Directions: Pull every line containing "pool" out of the material below.
------------------------------------------------------------------------
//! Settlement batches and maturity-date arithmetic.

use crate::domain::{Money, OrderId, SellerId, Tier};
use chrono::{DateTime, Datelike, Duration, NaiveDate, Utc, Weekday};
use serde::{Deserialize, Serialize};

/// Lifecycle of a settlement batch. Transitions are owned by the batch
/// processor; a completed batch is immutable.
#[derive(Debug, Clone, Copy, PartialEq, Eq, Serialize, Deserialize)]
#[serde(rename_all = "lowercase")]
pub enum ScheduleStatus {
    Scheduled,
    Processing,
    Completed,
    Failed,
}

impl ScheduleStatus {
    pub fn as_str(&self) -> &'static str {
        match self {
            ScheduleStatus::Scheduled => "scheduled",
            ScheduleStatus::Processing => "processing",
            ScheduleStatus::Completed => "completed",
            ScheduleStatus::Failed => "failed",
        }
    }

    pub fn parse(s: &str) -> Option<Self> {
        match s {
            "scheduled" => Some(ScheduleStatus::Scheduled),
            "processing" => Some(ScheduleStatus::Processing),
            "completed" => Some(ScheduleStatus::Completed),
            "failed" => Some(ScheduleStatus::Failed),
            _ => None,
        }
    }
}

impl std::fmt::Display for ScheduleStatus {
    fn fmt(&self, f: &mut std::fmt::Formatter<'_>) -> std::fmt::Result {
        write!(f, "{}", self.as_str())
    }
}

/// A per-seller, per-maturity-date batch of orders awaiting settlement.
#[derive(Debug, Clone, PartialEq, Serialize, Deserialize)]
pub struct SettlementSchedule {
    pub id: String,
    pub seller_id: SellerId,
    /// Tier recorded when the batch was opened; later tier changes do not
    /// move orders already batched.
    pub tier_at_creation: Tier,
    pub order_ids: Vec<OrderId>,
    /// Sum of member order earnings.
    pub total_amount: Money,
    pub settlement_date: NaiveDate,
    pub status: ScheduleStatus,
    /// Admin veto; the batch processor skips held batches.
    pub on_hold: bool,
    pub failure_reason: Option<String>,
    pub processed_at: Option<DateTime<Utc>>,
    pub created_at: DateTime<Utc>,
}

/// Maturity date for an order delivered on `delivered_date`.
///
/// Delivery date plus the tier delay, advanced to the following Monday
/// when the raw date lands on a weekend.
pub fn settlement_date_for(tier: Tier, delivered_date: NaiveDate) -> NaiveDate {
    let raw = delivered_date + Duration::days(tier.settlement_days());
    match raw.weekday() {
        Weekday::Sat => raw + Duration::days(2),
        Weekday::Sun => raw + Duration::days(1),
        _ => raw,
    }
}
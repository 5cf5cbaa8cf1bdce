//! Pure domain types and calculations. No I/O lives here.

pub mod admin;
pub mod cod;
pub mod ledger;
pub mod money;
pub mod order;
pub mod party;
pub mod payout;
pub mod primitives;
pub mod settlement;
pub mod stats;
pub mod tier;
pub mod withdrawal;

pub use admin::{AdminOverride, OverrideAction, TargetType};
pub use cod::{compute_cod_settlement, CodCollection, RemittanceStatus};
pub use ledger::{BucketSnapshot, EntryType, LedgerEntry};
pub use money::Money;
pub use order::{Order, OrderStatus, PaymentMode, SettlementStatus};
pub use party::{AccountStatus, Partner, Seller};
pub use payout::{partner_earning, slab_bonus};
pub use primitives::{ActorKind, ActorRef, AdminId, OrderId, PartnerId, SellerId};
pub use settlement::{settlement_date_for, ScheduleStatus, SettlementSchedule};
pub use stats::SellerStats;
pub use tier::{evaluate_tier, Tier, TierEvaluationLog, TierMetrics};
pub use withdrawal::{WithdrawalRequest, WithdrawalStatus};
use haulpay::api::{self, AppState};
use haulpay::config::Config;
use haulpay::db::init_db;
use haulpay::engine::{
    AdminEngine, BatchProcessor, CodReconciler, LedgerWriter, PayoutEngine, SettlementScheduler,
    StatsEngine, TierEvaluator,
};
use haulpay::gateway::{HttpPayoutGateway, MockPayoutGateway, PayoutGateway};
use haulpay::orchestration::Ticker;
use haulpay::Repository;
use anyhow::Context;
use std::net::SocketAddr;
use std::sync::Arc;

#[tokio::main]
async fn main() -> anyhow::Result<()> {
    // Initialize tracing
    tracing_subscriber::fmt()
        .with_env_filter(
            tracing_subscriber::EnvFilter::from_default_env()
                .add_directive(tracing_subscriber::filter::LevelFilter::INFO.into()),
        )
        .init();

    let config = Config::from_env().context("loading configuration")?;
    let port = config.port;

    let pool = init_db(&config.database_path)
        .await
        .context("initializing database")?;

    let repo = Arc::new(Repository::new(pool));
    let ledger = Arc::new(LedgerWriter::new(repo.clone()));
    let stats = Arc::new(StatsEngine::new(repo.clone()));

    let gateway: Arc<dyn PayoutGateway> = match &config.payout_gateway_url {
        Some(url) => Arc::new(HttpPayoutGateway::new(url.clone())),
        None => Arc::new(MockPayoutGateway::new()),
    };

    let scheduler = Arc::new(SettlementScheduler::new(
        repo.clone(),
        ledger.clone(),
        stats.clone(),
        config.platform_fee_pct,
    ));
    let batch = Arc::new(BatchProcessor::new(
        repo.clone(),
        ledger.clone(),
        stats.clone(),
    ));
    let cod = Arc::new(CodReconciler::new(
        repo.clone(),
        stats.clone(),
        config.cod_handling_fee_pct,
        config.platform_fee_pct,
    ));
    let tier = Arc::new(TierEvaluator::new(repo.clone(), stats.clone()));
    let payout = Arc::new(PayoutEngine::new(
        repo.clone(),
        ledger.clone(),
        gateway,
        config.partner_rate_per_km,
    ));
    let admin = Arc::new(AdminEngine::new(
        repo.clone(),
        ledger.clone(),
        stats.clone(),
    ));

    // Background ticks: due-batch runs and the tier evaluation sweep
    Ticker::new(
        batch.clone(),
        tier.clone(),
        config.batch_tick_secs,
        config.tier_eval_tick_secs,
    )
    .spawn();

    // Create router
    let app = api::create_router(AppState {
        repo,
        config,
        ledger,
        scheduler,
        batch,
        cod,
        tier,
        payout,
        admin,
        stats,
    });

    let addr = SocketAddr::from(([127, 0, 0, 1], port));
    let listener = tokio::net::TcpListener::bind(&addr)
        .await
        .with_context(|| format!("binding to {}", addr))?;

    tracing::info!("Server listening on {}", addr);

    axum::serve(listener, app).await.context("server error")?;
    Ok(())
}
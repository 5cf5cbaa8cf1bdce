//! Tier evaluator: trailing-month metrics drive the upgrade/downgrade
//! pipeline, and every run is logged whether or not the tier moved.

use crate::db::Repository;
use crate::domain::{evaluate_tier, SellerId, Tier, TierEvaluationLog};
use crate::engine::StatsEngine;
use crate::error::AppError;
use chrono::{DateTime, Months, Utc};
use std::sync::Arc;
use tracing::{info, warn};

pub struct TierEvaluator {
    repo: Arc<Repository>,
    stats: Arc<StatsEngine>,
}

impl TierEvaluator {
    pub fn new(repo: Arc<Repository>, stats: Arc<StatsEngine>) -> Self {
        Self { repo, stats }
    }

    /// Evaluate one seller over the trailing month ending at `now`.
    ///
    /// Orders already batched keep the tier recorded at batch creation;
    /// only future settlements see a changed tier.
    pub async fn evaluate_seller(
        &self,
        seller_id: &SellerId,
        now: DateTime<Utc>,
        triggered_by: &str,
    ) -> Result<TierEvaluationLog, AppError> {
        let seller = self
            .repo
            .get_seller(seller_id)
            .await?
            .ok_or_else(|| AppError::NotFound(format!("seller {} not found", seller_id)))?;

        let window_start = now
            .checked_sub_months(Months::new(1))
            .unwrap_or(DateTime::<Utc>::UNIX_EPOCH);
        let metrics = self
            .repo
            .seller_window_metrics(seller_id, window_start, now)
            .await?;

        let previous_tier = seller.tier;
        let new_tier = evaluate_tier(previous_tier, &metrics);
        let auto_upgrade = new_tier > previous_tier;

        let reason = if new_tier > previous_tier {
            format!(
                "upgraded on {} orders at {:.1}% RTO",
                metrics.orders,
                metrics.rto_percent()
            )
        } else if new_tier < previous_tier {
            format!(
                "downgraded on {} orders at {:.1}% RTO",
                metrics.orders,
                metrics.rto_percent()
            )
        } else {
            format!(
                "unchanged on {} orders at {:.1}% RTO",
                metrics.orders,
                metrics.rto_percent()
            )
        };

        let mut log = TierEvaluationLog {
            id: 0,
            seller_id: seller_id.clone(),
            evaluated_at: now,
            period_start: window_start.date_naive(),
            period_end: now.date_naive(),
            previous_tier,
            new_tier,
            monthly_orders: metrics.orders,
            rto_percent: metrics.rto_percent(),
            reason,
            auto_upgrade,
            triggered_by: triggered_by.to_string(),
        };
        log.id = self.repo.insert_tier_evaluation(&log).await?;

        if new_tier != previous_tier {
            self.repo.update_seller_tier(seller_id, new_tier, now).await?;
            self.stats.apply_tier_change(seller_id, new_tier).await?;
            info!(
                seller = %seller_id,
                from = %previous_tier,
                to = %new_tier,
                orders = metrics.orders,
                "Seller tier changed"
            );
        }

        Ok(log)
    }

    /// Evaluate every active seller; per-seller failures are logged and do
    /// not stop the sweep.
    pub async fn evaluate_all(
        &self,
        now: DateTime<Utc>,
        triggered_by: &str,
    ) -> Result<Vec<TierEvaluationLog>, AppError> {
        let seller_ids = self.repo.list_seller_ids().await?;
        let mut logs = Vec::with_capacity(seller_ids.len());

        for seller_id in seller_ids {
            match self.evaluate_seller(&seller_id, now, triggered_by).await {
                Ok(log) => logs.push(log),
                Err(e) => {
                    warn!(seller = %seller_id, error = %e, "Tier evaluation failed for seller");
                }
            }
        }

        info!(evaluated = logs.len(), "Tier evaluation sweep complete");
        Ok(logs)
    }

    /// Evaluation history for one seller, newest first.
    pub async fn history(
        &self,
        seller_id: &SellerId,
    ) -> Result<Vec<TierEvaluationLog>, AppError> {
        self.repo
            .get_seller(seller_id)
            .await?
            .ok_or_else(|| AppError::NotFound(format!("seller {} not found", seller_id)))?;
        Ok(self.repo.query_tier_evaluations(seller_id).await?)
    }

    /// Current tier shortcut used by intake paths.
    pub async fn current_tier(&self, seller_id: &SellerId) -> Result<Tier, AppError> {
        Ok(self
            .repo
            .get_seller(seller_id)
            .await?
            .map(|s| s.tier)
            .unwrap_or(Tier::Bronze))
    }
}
------------------------------------------------------------------------
Exercise answer:
    let pool = init_db(&config.database_path)
    let repo = Arc::new(Repository::new(pool));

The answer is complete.